Но что я имела в виду под «слишком интенсивным восприятием», дорогой мистер Рёскин, не спрашивайте меня. На самом деле я забыла. Полагаю, я имела в виду что-то, хотя это был день хаоса и упаковочных коробок — постарайтесь думать, что я имела, и пусть это пройдёт.
Вы радуете меня — о, так сильно — своими словами о моём муже. Когда Вы написали, чтобы похвалить мои стихи, конечно, я должна была это вынести — я не могла повернуться и сказать: «Ну, а почему Вы не хвалите его, который стоит двадцати меня? Хвалите моё второе «Я», так же как и моё собственное «Я», если угодно». Человек вынужден быть довольно приличным и скромным ради своего мужа, так же как и ради себя, даже если это труднее. Я не могла дёргать Вас за рукав, чтобы Вы прочитали, например, «Пиппу проходит мимо». Не могу и сейчас.
Но Вы поставили его на полку, поэтому мы оба набрались смелости послать Вам его новые тома, «Мужчины и женщины», не для того, чтобы Вы говорили «приятные вещи» о них или чувствовали себя обязанным сказать хоть что-то, но чтобы Вы приняли их как знак уважения и восхищения нас обоих. Я считаю их в целом шагом вперёд по сравнению с его прежними стихами и готова умереть на костре за свою веру в эти последние, даже если проницательная публика сочтёт их впоследствии лишь «Трагедией еретика».
Наш друг мистер Джарвес приходил прочитать нам часть Вашего письма, подтверждающую доктрины, которые он слышал от нас ранее. Мысль о том, что Вы пишете художественную критику для «Лидера» (!), была настолько ошеломляюще нелепой, что не нужно было верить в Вашу лояльность, чтобы с первого же упоминания встретить всё это обвинение полнейшим презрением. Должна сказать, в справедливость к мистеру Джарвесу, что он никогда не верил в это ни на йоту, хотя был сильно взволнован и огорчён тем, что кто-то мог в это поверить. Он полон восхищения и благодарности к Вам и отправился в Италию с этими чувствами.

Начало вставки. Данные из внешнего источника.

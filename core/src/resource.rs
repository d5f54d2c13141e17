//! The three backend-owned CRUD entities as type-level descriptors.
//!
//! # Design
//! Patients, professionals and appointments share one contract: a collection
//! path, a record type read back from the backend, and a draft type sent on
//! create/update. `Resource` captures that contract once, so the client,
//! the list page and the form page are each written a single time and
//! instantiated per entity.

use std::fmt;

use serde::de::DeserializeOwned;

use crate::draft::Draft;
use crate::types::{
    Appointment, AppointmentDraft, Patient, PatientDraft, Professional, ProfessionalDraft, RecordId,
};
use crate::view::{format_date, or_dash};

/// User-facing wording of a resource, in the UI's language.
#[derive(Debug, Clone, Copy)]
pub struct Labels {
    /// Lower-case plural used in load errors ("pacientes").
    pub plural: &'static str,
    /// Lower-case singular used in delete/save errors ("paciente").
    pub singular: &'static str,
    pub list_title: &'static str,
    pub new_title: &'static str,
    pub edit_title: &'static str,
    pub empty: &'static str,
    pub confirm_delete: &'static str,
    pub created: &'static str,
    pub updated: &'static str,
}

pub trait Resource {
    /// Collection endpoint relative to the API base URL.
    const PATH: &'static str;
    const LABELS: Labels;
    const COLUMNS: &'static [&'static str];

    type Record: DeserializeOwned + Clone + fmt::Debug;
    type Draft: Draft;

    fn id(record: &Self::Record) -> &RecordId;

    /// Initial draft of an edit form.
    fn seed(record: &Self::Record) -> Self::Draft;

    /// Display cells matching `COLUMNS`.
    fn row(record: &Self::Record) -> Vec<String>;
}

#[derive(Debug, Clone, Copy)]
pub struct Patients;

#[derive(Debug, Clone, Copy)]
pub struct Professionals;

#[derive(Debug, Clone, Copy)]
pub struct Appointments;

impl Resource for Patients {
    const PATH: &'static str = "/pacientes";
    const LABELS: Labels = Labels {
        plural: "pacientes",
        singular: "paciente",
        list_title: "Pacientes",
        new_title: "Novo Paciente",
        edit_title: "Editar Paciente",
        empty: "Nenhum paciente cadastrado",
        confirm_delete: "Tem certeza que deseja excluir este paciente?",
        created: "Paciente criado com sucesso!",
        updated: "Paciente atualizado com sucesso!",
    };
    const COLUMNS: &'static [&'static str] = &["Nome", "CPF", "Data Nascimento", "Telefone", "Email"];

    type Record = Patient;
    type Draft = PatientDraft;

    fn id(record: &Patient) -> &RecordId {
        &record.id
    }

    fn seed(record: &Patient) -> PatientDraft {
        PatientDraft::from(record)
    }

    fn row(p: &Patient) -> Vec<String> {
        vec![
            p.name.clone(),
            p.cpf.clone(),
            p.birth_date.as_deref().map(format_date).unwrap_or_default(),
            or_dash(p.phone.as_deref()),
            or_dash(p.email.as_deref()),
        ]
    }
}

impl Resource for Professionals {
    const PATH: &'static str = "/profissionais";
    const LABELS: Labels = Labels {
        plural: "profissionais",
        singular: "profissional",
        list_title: "Profissionais",
        new_title: "Novo Profissional",
        edit_title: "Editar Profissional",
        empty: "Nenhum profissional cadastrado",
        confirm_delete: "Tem certeza que deseja excluir este profissional?",
        created: "Profissional criado com sucesso!",
        updated: "Profissional atualizado com sucesso!",
    };
    const COLUMNS: &'static [&'static str] = &["Nome", "Especialidade", "CRM", "Telefone", "Email"];

    type Record = Professional;
    type Draft = ProfessionalDraft;

    fn id(record: &Professional) -> &RecordId {
        &record.id
    }

    fn seed(record: &Professional) -> ProfessionalDraft {
        ProfessionalDraft::from(record)
    }

    fn row(p: &Professional) -> Vec<String> {
        vec![
            p.name.clone(),
            p.specialty.clone(),
            p.crm.clone(),
            or_dash(p.phone.as_deref()),
            or_dash(p.email.as_deref()),
        ]
    }
}

impl Resource for Appointments {
    const PATH: &'static str = "/consultas";
    const LABELS: Labels = Labels {
        plural: "consultas",
        singular: "consulta",
        list_title: "Consultas",
        new_title: "Nova Consulta",
        edit_title: "Editar Consulta",
        empty: "Nenhuma consulta agendada",
        confirm_delete: "Tem certeza que deseja excluir esta consulta?",
        created: "Consulta criada com sucesso!",
        updated: "Consulta atualizada com sucesso!",
    };
    const COLUMNS: &'static [&'static str] = &["Paciente", "Profissional", "Data", "Hora", "Tipo", "Status"];

    type Record = Appointment;
    type Draft = AppointmentDraft;

    fn id(record: &Appointment) -> &RecordId {
        &record.id
    }

    fn seed(record: &Appointment) -> AppointmentDraft {
        AppointmentDraft::from(record)
    }

    fn row(a: &Appointment) -> Vec<String> {
        let name = |party: &Option<crate::types::PartySummary>| {
            party
                .as_ref()
                .and_then(|p| p.name.clone())
                .filter(|n| !n.is_empty())
                .unwrap_or_else(|| "N/A".to_string())
        };
        vec![
            name(&a.patient),
            name(&a.professional),
            format_date(&a.date),
            a.time.clone(),
            a.kind.as_str().to_string(),
            a.status.as_str().to_string(),
        ]
    }
}

#[cfg(test)]
mod tests {
    use super::*;
    use crate::types::{AppointmentKind, AppointmentStatus, PartySummary};

    #[test]
    fn appointment_row_falls_back_to_na() {
        let a = Appointment {
            id: RecordId::Int(1),
            patient_id: Some(RecordId::Int(1)),
            professional_id: None,
            date: "2024-06-10".into(),
            time: "09:00".into(),
            kind: AppointmentKind::Online,
            meeting_link: Some("https://meet.example/x".into()),
            notes: None,
            status: AppointmentStatus::Confirmada,
            patient: Some(PartySummary {
                name: Some("Ana".into()),
                ..PartySummary::default()
            }),
            professional: None,
        };
        assert_eq!(
            Appointments::row(&a),
            vec!["Ana", "N/A", "10/06/2024", "09:00", "online", "confirmada"]
        );
    }

    #[test]
    fn patient_row_dashes_missing_contacts() {
        let p = Patient {
            id: RecordId::Int(1),
            name: "Ana".into(),
            cpf: "123".into(),
            birth_date: Some("1990-01-02".into()),
            phone: None,
            email: Some(String::new()),
        };
        assert_eq!(Patients::row(&p), vec!["Ana", "123", "02/01/1990", "-", "-"]);
    }

    #[test]
    fn columns_match_row_width() {
        assert_eq!(Patients::COLUMNS.len(), 5);
        assert_eq!(Professionals::COLUMNS.len(), 5);
        assert_eq!(Appointments::COLUMNS.len(), 6);
    }
}
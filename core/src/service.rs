//! `ApiService` pairs the request builder with a transport and exposes one
//! call per backend operation. Every call is exactly one round trip: no
//! retry, no caching.

use serde::de::DeserializeOwned;
use tracing::{debug, error};

use crate::client::SchedulingClient;
use crate::config::ClientConfig;
use crate::error::ApiError;
use crate::http::{HttpRequest, HttpResponse};
use crate::resource::Resource;
use crate::transport::Transport;
use crate::types::{RecordId, Slot};

#[derive(Debug, Clone)]
pub struct ApiService<T> {
    client: SchedulingClient,
    transport: T,
}

impl<T: Transport> ApiService<T> {
    pub fn new(client: SchedulingClient, transport: T) -> Self {
        Self { client, transport }
    }

    pub fn from_config(config: &ClientConfig, transport: T) -> Self {
        Self::new(SchedulingClient::new(&config.api_url), transport)
    }

    pub fn client(&self) -> &SchedulingClient {
        &self.client
    }

    pub fn transport(&self) -> &T {
        &self.transport
    }

    fn round_trip(&self, request: HttpRequest) -> Result<HttpResponse, ApiError> {
        debug!(method = %request.method, path = %request.path, "sending request");
        self.transport.execute(request)
    }

    /// Run `parse` over the response of `request`, logging any failure once.
    fn call<U>(
        &self,
        request: HttpRequest,
        parse: impl FnOnce(&SchedulingClient, HttpResponse) -> Result<U, ApiError>,
    ) -> Result<U, ApiError> {
        let method = request.method;
        let path = request.path.clone();
        self.round_trip(request)
            .and_then(|response| parse(&self.client, response))
            .inspect_err(|e| error!(%method, %path, error = %e, "API error"))
    }

    /// Generic request: any prepared request, decoded into `U`; `None` for an
    /// empty success body.
    pub fn request<U: DeserializeOwned>(&self, request: HttpRequest) -> Result<Option<U>, ApiError> {
        self.call(request, |c, r| c.parse(r))
    }

    pub fn list<R: Resource>(&self) -> Result<Vec<R::Record>, ApiError> {
        self.call(self.client.build_list::<R>(), |c, r| c.parse_list::<R>(r))
    }

    pub fn get<R: Resource>(&self, id: &RecordId) -> Result<R::Record, ApiError> {
        self.call(self.client.build_get::<R>(id), |c, r| c.parse_get::<R>(r))
    }

    pub fn create<R: Resource>(&self, draft: &R::Draft) -> Result<Option<R::Record>, ApiError> {
        let request = self.client.build_create::<R>(draft)?;
        self.call(request, |c, r| c.parse_saved::<R>(r))
    }

    pub fn update<R: Resource>(&self, id: &RecordId, draft: &R::Draft) -> Result<Option<R::Record>, ApiError> {
        let request = self.client.build_update::<R>(id, draft)?;
        self.call(request, |c, r| c.parse_saved::<R>(r))
    }

    pub fn delete<R: Resource>(&self, id: &RecordId) -> Result<(), ApiError> {
        self.call(self.client.build_delete::<R>(id), |c, r| c.parse_delete(r))
    }

    pub fn slots(&self, professional_id: &RecordId, date: &str) -> Result<Vec<Slot>, ApiError> {
        self.call(self.client.build_list_slots(professional_id, date), |c, r| {
            c.parse_list_slots(r)
        })
    }

    /// Reserved slot-creation endpoint. No page calls it.
    pub fn create_slots(&self, payload: &serde_json::Value) -> Result<Option<serde_json::Value>, ApiError> {
        let request = self.client.build_create_slots(payload)?;
        self.call(request, |c, r| c.parse_create_slots(r))
    }
}
use tracing::warn;

use crate::resource::{Appointments, Patients, Professionals};
use crate::service::ApiService;
use crate::transport::Transport;
use crate::types::{AppointmentDraft, AppointmentKind, Patient, Professional, RecordId, Slot};
use crate::view::{Body, Choice, Input, View};

use super::{FormPage, PageError};

/// Appointment form: the generic form plus patient/professional options and
/// the slot-driven time field.
#[derive(Debug)]
pub struct AppointmentFormPage {
    form: FormPage<Appointments>,
    patients: Vec<Patient>,
    professionals: Vec<Professional>,
    slots: Vec<Slot>,
}

impl AppointmentFormPage {
    /// Option lists load first and fail quietly; the edited record (if any)
    /// must be in place before slots are fetched for its professional/date.
    pub fn mount<T: Transport>(api: &ApiService<T>, editing_id: Option<RecordId>) -> Self {
        let patients = api.list::<Patients>().unwrap_or_else(|e| {
            warn!(error = %e, "Erro ao carregar pacientes");
            Vec::new()
        });
        let professionals = api.list::<Professionals>().unwrap_or_else(|e| {
            warn!(error = %e, "Erro ao carregar profissionais");
            Vec::new()
        });
        let mut page = Self {
            form: FormPage::mount(api, editing_id),
            patients,
            professionals,
            slots: Vec::new(),
        };
        page.refresh_slots(api);
        page
    }

    /// Assign a field; changing professional or date re-fetches the slots.
    /// While slots are offered the time must be one of their start times.
    pub fn set_field<T: Transport>(&mut self, api: &ApiService<T>, name: &str, value: &str) -> Result<(), PageError> {
        let value = value.trim();
        if name == "hora" && !value.is_empty() && !self.slots.is_empty() {
            // Offered start times are taken verbatim, whatever their format.
            let slot = self
                .slots
                .iter()
                .find(|s| s.start == value)
                .ok_or_else(|| PageError::SlotNotOffered(value.to_string()))?;
            self.form.draft_mut().time = slot.start.clone();
            return Ok(());
        }

        let before = self.slot_key();
        self.form.set_field(name, value)?;
        if self.slot_key() != before {
            self.refresh_slots(api);
        }
        Ok(())
    }

    fn slot_key(&self) -> (Option<RecordId>, String) {
        let draft = self.form.draft();
        (draft.professional_id.clone(), draft.date.clone())
    }

    fn refresh_slots<T: Transport>(&mut self, api: &ApiService<T>) {
        let draft = self.form.draft();
        self.slots = match (&draft.professional_id, draft.date.is_empty()) {
            (Some(professional_id), false) => api.slots(professional_id, &draft.date).unwrap_or_else(|e| {
                warn!(error = %e, "Erro ao carregar slots");
                Vec::new()
            }),
            _ => Vec::new(),
        };
    }

    pub fn submit<T: Transport>(&mut self, api: &ApiService<T>) -> bool {
        let creating = self.form.editing_id().is_none();
        let saved = self.form.submit(api);
        if saved && creating {
            self.slots.clear();
        }
        saved
    }

    pub fn form(&self) -> &FormPage<Appointments> {
        &self.form
    }

    pub fn draft(&self) -> &AppointmentDraft {
        self.form.draft()
    }

    pub fn slots(&self) -> &[Slot] {
        &self.slots
    }

    pub fn patients(&self) -> &[Patient] {
        &self.patients
    }

    pub fn professionals(&self) -> &[Professional] {
        &self.professionals
    }

    /// Slot selector when the backend offered slots, free time input otherwise.
    pub fn time_input(&self) -> Input {
        if self.slots.is_empty() {
            return Input::Time;
        }
        Input::Select(
            self.slots
                .iter()
                .map(|s| Choice::new(s.start.clone(), s.start.clone()))
                .collect(),
        )
    }

    pub fn view(&self) -> View {
        let mut view = self.form.view();
        let draft = self.form.draft();
        let editing = self.form.editing_id().is_some();

        if let Body::Form { fields, .. } = &mut view.body {
            fields.retain(|f| match f.name {
                "link_meet" => draft.kind == AppointmentKind::Online,
                "status" => editing,
                _ => true,
            });
            for field in fields.iter_mut() {
                match field.name {
                    "paciente_id" => {
                        field.input = Input::Select(
                            self.patients
                                .iter()
                                .map(|p| Choice::new(p.id.to_string(), format!("{} - {}", p.name, p.cpf)))
                                .collect(),
                        )
                    }
                    "profissional_id" => {
                        field.input = Input::Select(
                            self.professionals
                                .iter()
                                .map(|p| Choice::new(p.id.to_string(), format!("{} - {}", p.name, p.specialty)))
                                .collect(),
                        )
                    }
                    "hora" => field.input = self.time_input(),
                    _ => {}
                }
            }
        }

        if draft.professional_id.is_some() && !draft.date.is_empty() && self.slots.is_empty() {
            view.details.push("Nenhum slot disponível para esta data".to_string());
        }
        view
    }
}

Что касается меня, я почти жажду отправиться туда же. Мы попали здесь, в Париже, в яму, в тяжёлые дни и неудобные комнаты, так как импульсивный друг снял для нас квартиру, выходящую на восток, недостаточно защищённую и без спальни, так что мы всё ещё ждём, с нераспакованными сундуками и нашим ребёнком, спящим на полу, пока не сможем как-нибудь освободиться. К тому же, из-за холодов последней недели я не была здорова — только, думаю, это ненадолго, так как мне уже лучше, и разговоры о Ницце и По, которые начал было мой муж, не будут иметь практического продолжения. Всё это помешало мне последовать моему первому порыву поблагодарить Вас за письмо немедленно.